Paul is saying that all people inherently know that there is a God and that He deserves to be worshipped simply by what they witness and experience in nature. That said, all people, apart from Christ, choose to suppress that truth in unrighteousness and worship idols instead of God. In other words, natural revelation gives spiritually dead people (which is everyone who is not in Christ) enough information and understanding to condemn them. However, it does not give them enough information and understanding for them to come to a saving knowledge of God. This comes only through special revelation from God, as delivered by the prophets and apostles, and by the gift of faith by which a person is enabled to receive and believe it.

David, having received special revelation from God, is able to offer a correct understanding of and right response to nature. This would have stood in stark contrast to the pagan understanding of his day and the idolatry that resulted from it. Psalm 29 offers correction to anyone who would believe that anyone or anything other than Yahweh has dominion over nature. David understood that the one and only true God, Yahweh, has dominion over nature because of the special revelation that he had received through the prophets. Read David’s words:

A Psalm of David.

29 Give unto the Lord, O you mighty ones,
Give unto the Lord glory and strength.
Give unto the Lord the glory due to His name;
Worship the Lord in the beauty of holiness.

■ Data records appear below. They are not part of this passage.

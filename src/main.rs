//! # Ragmate — knowledge-base orchestration CLI
//!
//! Manages a remote vector-store knowledge base for a conversational
//! assistant: upload documents, delete them, search, and serve the
//! host-facing HTTP gateway.
//!
//! Usage:
//!   ragmate serve                        # Start the gateway
//!   ragmate upload manual.txt            # Upload + attach a document
//!   ragmate delete file_abc123           # Detach + delete a document
//!   ragmate search "warranty terms"      # Query the knowledge base
//!   ragmate list                         # Show the metadata ledger

use anyhow::Result;
use clap::{Parser, Subcommand};
use ragmate_core::RagmateConfig;
use ragmate_gateway::AppState;
use ragmate_knowledge::{DocumentManager, FileLedger, NewUpload};
use ragmate_vector::{HttpTransport, Retriever, RetryPolicy, StoreRegistry};
use std::path::PathBuf;
use std::sync::Arc;
use tracing_subscriber::EnvFilter;

#[derive(Parser)]
#[command(name = "ragmate", version, about = "📚 Ragmate — remote knowledge base for assistants")]
struct Cli {
    /// Config file path (default: ~/.ragmate/config.toml)
    #[arg(long)]
    config: Option<String>,

    /// Verbose logging
    #[arg(short, long)]
    verbose: bool,

    #[command(subcommand)]
    command: Command,
}

#[derive(Subcommand)]
enum Command {
    /// Start the host-facing HTTP gateway
    Serve,
    /// Upload a document and attach it to the knowledge base
    Upload {
        /// Path to the file to upload
        path: PathBuf,
    },
    /// Delete a document by its origin file id
    Delete {
        /// Origin file id (e.g. file_abc123)
        file_id: String,
    },
    /// Search the knowledge base
    Search {
        /// Query text, sent verbatim
        query: String,
        /// Maximum number of results
        #[arg(long)]
        max_results: Option<u32>,
        /// Return every hit regardless of score
        #[arg(long)]
        no_threshold: bool,
    },
    /// List documents recorded in the metadata ledger
    List,
}

struct Stack {
    config: RagmateConfig,
    config_path: Option<PathBuf>,
    manager: Arc<DocumentManager>,
    retriever: Arc<Retriever>,
}

impl Stack {
    async fn build(config: RagmateConfig, config_path: Option<PathBuf>) -> Result<Self> {
        let api_key = config.resolved_api_key();
        if api_key.is_empty() {
            anyhow::bail!("No API key: set api_key in config or the OPENAI_API_KEY env var");
        }

        let transport: Arc<dyn ragmate_vector::Transport> =
            Arc::new(HttpTransport::new(api_key, config.timeout_secs)?);
        let retry = RetryPolicy::from_config(&config.retry);

        let registry = Arc::new(StoreRegistry::new(
            transport.clone(),
            config.api_base.clone(),
            retry,
        ));
        if let Some(id) = &config.cached_store_id {
            registry.prime(config.store_name.as_str(), id.as_str()).await;
        }

        let ledger = Arc::new(FileLedger::open(&FileLedger::default_dir())?);
        let manager = Arc::new(DocumentManager::new(
            transport.clone(),
            config.api_base.clone(),
            registry.clone(),
            config.store_name.clone(),
            ledger,
            retry,
        ));
        let retriever = Arc::new(Retriever::new(transport, config.api_base.clone(), retry));

        Ok(Self {
            config,
            config_path,
            manager,
            retriever,
        })
    }

    /// Resolve the store id and persist it back to config on change, so the
    /// next boot skips the registry list call.
    async fn resolved_store_id(&mut self) -> Result<String> {
        let id = self.manager.store_id().await?;
        if self.config.cached_store_id.as_deref() != Some(&id) {
            self.config.cached_store_id = Some(id.clone());
            match &self.config_path {
                Some(path) => self.config.save_to(path)?,
                None => self.config.save()?,
            }
            tracing::debug!("Cached store id {id}");
        }
        Ok(id)
    }
}

#[tokio::main]
async fn main() -> Result<()> {
    let cli = Cli::parse();

    let filter = if cli.verbose {
        "ragmate=debug,tower_http=debug"
    } else {
        "ragmate=info"
    };
    tracing_subscriber::fmt()
        .with_env_filter(
            EnvFilter::try_from_default_env().unwrap_or_else(|_| EnvFilter::new(filter)),
        )
        .with_target(false)
        .init();

    let config_path = cli
        .config
        .as_deref()
        .map(|p| PathBuf::from(shellexpand::tilde(p).to_string()));
    let config = match &config_path {
        Some(path) => RagmateConfig::load_from(path)?,
        None => RagmateConfig::load()?,
    };

    let mut stack = Stack::build(config, config_path).await?;

    match cli.command {
        Command::Serve => {
            // Resolve (and cache) the store id up front so the first upload
            // doesn't pay for the list call.
            let store_id = stack.resolved_store_id().await?;
            tracing::info!(
                "Knowledge base '{}' -> {store_id}",
                stack.config.store_name
            );
            let state = Arc::new(AppState {
                manager: stack.manager.clone(),
                retriever: stack.retriever.clone(),
                search_defaults: stack.config.search.clone(),
                auth_token: stack.config.gateway.auth_token.clone(),
            });
            ragmate_gateway::serve(&stack.config.gateway, state).await?;
        }
        Command::Upload { path } => {
            let bytes = std::fs::read(&path)?;
            let declared_name = path
                .file_name()
                .map(|n| n.to_string_lossy().to_string())
                .unwrap_or_else(|| "file".to_string());
            let declared_mime = match path.extension().and_then(|e| e.to_str()) {
                Some("txt") => "text/plain",
                _ => "application/octet-stream",
            }
            .to_string();

            let document = stack
                .manager
                .upload(NewUpload {
                    bytes,
                    declared_name,
                    declared_mime,
                })
                .await?;
            stack.resolved_store_id().await?;
            println!(
                "Uploaded {} ({} bytes) as {}",
                document.name, document.size_bytes, document.origin_file_id
            );
        }
        Command::Delete { file_id } => {
            let store_id = stack.resolved_store_id().await?;
            let outcome = stack.manager.delete(&store_id, &file_id).await?;
            if !outcome.origin_deleted {
                tracing::warn!("Origin file {file_id} may still exist on the service");
            }
            println!("Deleted {file_id}");
        }
        Command::Search {
            query,
            max_results,
            no_threshold,
        } => {
            let store_id = stack.resolved_store_id().await?;
            let defaults = &stack.config.search;
            let mut q = ragmate_core::types::Query::new(query)
                .with_max_results(max_results.unwrap_or(defaults.max_results))
                .with_threshold(defaults.score_threshold);
            q.apply_threshold = defaults.apply_threshold && !no_threshold;

            let results = stack.retriever.retrieve(&store_id, &q).await?;
            if results.is_empty() {
                println!("No results.");
            }
            for (i, result) in results.iter().enumerate() {
                println!("{}. [{:.2}] {}", i + 1, result.score, result.content);
            }
        }
        Command::List => {
            let documents = stack.manager.documents()?;
            if documents.is_empty() {
                println!("No documents in the knowledge base.");
            }
            for doc in documents {
                println!(
                    "{}  {}  {} bytes  {}",
                    doc.origin_file_id,
                    doc.name,
                    doc.size_bytes,
                    doc.uploaded_at.format("%Y-%m-%d")
                );
            }
        }
    }

    Ok(())
}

The voice of the Lord is over the waters;
The God of glory thunders;
The Lord is over many waters.
The voice of the Lord is powerful;
The voice of the Lord is full of majesty.

The voice of the Lord breaks the cedars,
Yes, the Lord splinters the cedars of Lebanon.
He makes them also skip like a calf,
Lebanon and Sirion like a young wild ox.
The voice of the Lord divides the flames of fire.

The voice of the Lord shakes the wilderness;
The Lord shakes the Wilderness of Kadesh.
The voice of the Lord makes the deer give birth,
And strips the forests bare;
And in His temple everyone says, “Glory!”

10 The Lord sat enthroned at the Flood,
And the Lord sits as King forever.
11 The Lord will give strength to His people;
The Lord will bless His people with peace.

Just like in David’s day, our understanding of all that we see, read, hear, touch, smell, taste, feel… in short, all that we experience…must be brought into submission to God’s word. We are to renew our minds and take every thought captive to obey Christ. We must rightly divide the word of truth lest we suppress the truth in our unrighteousness and end up worshipping the created rather than the Creator. Again, theology and doctrine matter! May this prayer (inspired by Psalm 29) from the Scottish Psalter of 1595 express the desire and prayer of everyone who professes Christ Jesus as Savior:

MIGHTY LORD, to whom all glory and honour do justly appertain, since it hath pleased thee to make us understand thy will by thy holy Word, grant likewise that we may receive the same with all reverence, and that we might have a feeling of the force and strength thereof that thereby we may be reformed in all holiness of life, that in the end we may enjoy the heritage promised to all them, that are adopted in thy well-beloved Son, Christ Jesus. Amen.